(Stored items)
= = = =
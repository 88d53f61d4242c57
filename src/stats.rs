//! Service statistics
//!
//! Process-lifetime counters exposed on `/health` and `/stats`. Created at
//! startup, never persisted.

use std::sync::atomic::{AtomicU64, Ordering};
use std::time::{Duration, Instant};

use serde::Serialize;

/// Query counter and start time for the running process
pub struct ServiceStats {
    total_queries: AtomicU64,
    started_at: Instant,
}

impl ServiceStats {
    /// Start tracking from now
    #[must_use]
    pub fn new() -> Self {
        Self {
            total_queries: AtomicU64::new(0),
            started_at: Instant::now(),
        }
    }

    /// Count one `/analyze` call
    pub fn record_query(&self) {
        self.total_queries.fetch_add(1, Ordering::Relaxed);
    }

    /// Total `/analyze` calls since start
    pub fn total_queries(&self) -> u64 {
        self.total_queries.load(Ordering::Relaxed)
    }

    /// Time since start
    pub fn uptime(&self) -> Duration {
        self.started_at.elapsed()
    }

    /// Snapshot for the `/stats` endpoint
    pub fn snapshot(&self) -> StatsSnapshot {
        StatsSnapshot {
            total_queries: self.total_queries(),
            uptime: self.uptime().as_secs(),
            version: env!("CARGO_PKG_VERSION"),
        }
    }
}

impl Default for ServiceStats {
    fn default() -> Self {
        Self::new()
    }
}

/// Body of `GET /stats`
#[derive(Debug, Clone, Serialize)]
#[serde(rename_all = "camelCase")]
pub struct StatsSnapshot {
    /// `/analyze` calls served
    pub total_queries: u64,
    /// Whole seconds since start
    pub uptime: u64,
    /// Crate version
    pub version: &'static str,
}

#[cfg(test)]
mod tests {
    use super::*;

    #[test]
    fn counts_queries() {
        let stats = ServiceStats::new();
        assert_eq!(stats.total_queries(), 0);
        stats.record_query();
        stats.record_query();
        assert_eq!(stats.total_queries(), 2);
    }

    #[test]
    fn snapshot_uses_camel_case() {
        let stats = ServiceStats::new();
        stats.record_query();
        let json = serde_json::to_value(stats.snapshot()).unwrap();
        assert_eq!(json["totalQueries"], 1);
        assert_eq!(json["uptime"], 0);
        assert_eq!(json["version"], env!("CARGO_PKG_VERSION"));
    }
}
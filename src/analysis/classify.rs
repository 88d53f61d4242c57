//! Wallet classification policy
//!
//! An ordered list of `(label, predicate)` rules. Evaluation walks the list
//! and returns the label of the first rule whose predicate holds; if none
//! does, the wallet is a [`Classification::CasualUser`].

use std::fmt;

use serde::{Deserialize, Serialize};

/// Behavioural label assigned to a wallet
#[derive(Debug, Clone, Copy, PartialEq, Eq, Hash, Serialize, Deserialize)]
#[serde(rename_all = "snake_case")]
pub enum Classification {
    /// No transactions at all
    EmptyWallet,
    /// Swap-dominated with machine-regular spacing
    BotTrader,
    /// Swap-dominated
    ActiveTrader,
    /// Mostly plain transfers
    TransferHeavy,
    /// Mostly active between 00:00 and 06:00 UTC
    NightOperator,
    /// Active on more than 30 distinct days
    LongTermUser,
    /// Nothing stands out
    CasualUser,
}

impl Classification {
    /// Wire name of the label
    pub fn as_str(self) -> &'static str {
        match self {
            Self::EmptyWallet => "empty_wallet",
            Self::BotTrader => "bot_trader",
            Self::ActiveTrader => "active_trader",
            Self::TransferHeavy => "transfer_heavy",
            Self::NightOperator => "night_operator",
            Self::LongTermUser => "long_term_user",
            Self::CasualUser => "casual_user",
        }
    }
}

impl fmt::Display for Classification {
    fn fmt(&self, f: &mut fmt::Formatter<'_>) -> fmt::Result {
        f.write_str(self.as_str())
    }
}

/// Derived inputs the rules look at
#[derive(Debug, Clone, Copy, Default, PartialEq)]
pub struct ActivitySignals {
    /// Swaps over total transactions
    pub swap_ratio: f64,
    /// Transfers over total transactions
    pub transfer_ratio: f64,
    /// Night-time transactions over total transactions
    pub night_ratio: f64,
    /// Distinct UTC days with activity
    pub active_days: usize,
    /// Population standard deviation of gaps between transactions, seconds
    pub interval_stddev: f64,
}

/// One classification rule
#[derive(Clone, Copy)]
pub struct Rule {
    /// Label produced when the rule matches
    pub label: Classification,
    /// Match condition
    pub predicate: fn(&ActivitySignals) -> bool,
}

impl fmt::Debug for Rule {
    fn fmt(&self, f: &mut fmt::Formatter<'_>) -> fmt::Result {
        f.debug_struct("Rule").field("label", &self.label).finish_non_exhaustive()
    }
}

/// Default rules, in evaluation order
pub const DEFAULT_RULES: [Rule; 5] = [
    Rule {
        label: Classification::BotTrader,
        predicate: |s| s.swap_ratio > 0.7 && s.interval_stddev < 60.0,
    },
    Rule {
        label: Classification::ActiveTrader,
        predicate: |s| s.swap_ratio > 0.5,
    },
    Rule {
        label: Classification::TransferHeavy,
        predicate: |s| s.transfer_ratio > 0.7,
    },
    Rule {
        label: Classification::NightOperator,
        predicate: |s| s.night_ratio > 0.5,
    },
    Rule {
        label: Classification::LongTermUser,
        predicate: |s| s.active_days > 30,
    },
];

/// Ordered, first-match-wins rule list
#[derive(Debug, Clone)]
pub struct ClassificationPolicy {
    rules: Vec<Rule>,
    fallback: Classification,
}

impl ClassificationPolicy {
    /// Policy with no rules; everything falls back to `fallback`
    #[must_use]
    pub fn empty(fallback: Classification) -> Self {
        Self {
            rules: Vec::new(),
            fallback,
        }
    }

    /// Append a rule after the existing ones
    #[must_use]
    pub fn with_rule(mut self, label: Classification, predicate: fn(&ActivitySignals) -> bool) -> Self {
        self.rules.push(Rule { label, predicate });
        self
    }

    /// Rules in evaluation order
    pub fn rules(&self) -> &[Rule] {
        &self.rules
    }

    /// Label of the first matching rule, or the fallback
    pub fn classify(&self, signals: &ActivitySignals) -> Classification {
        self.rules
            .iter()
            .find(|rule| (rule.predicate)(signals))
            .map_or(self.fallback, |rule| rule.label)
    }
}

impl Default for ClassificationPolicy {
    fn default() -> Self {
        Self {
            rules: DEFAULT_RULES.to_vec(),
            fallback: Classification::CasualUser,
        }
    }
}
= = = =
> EXERCISE GOAL
For each line in the records that holds "ClassificationPolicy", show that line as it stands.

> RESULT BELOW
pub struct ClassificationPolicy {
impl ClassificationPolicy {
impl Default for ClassificationPolicy {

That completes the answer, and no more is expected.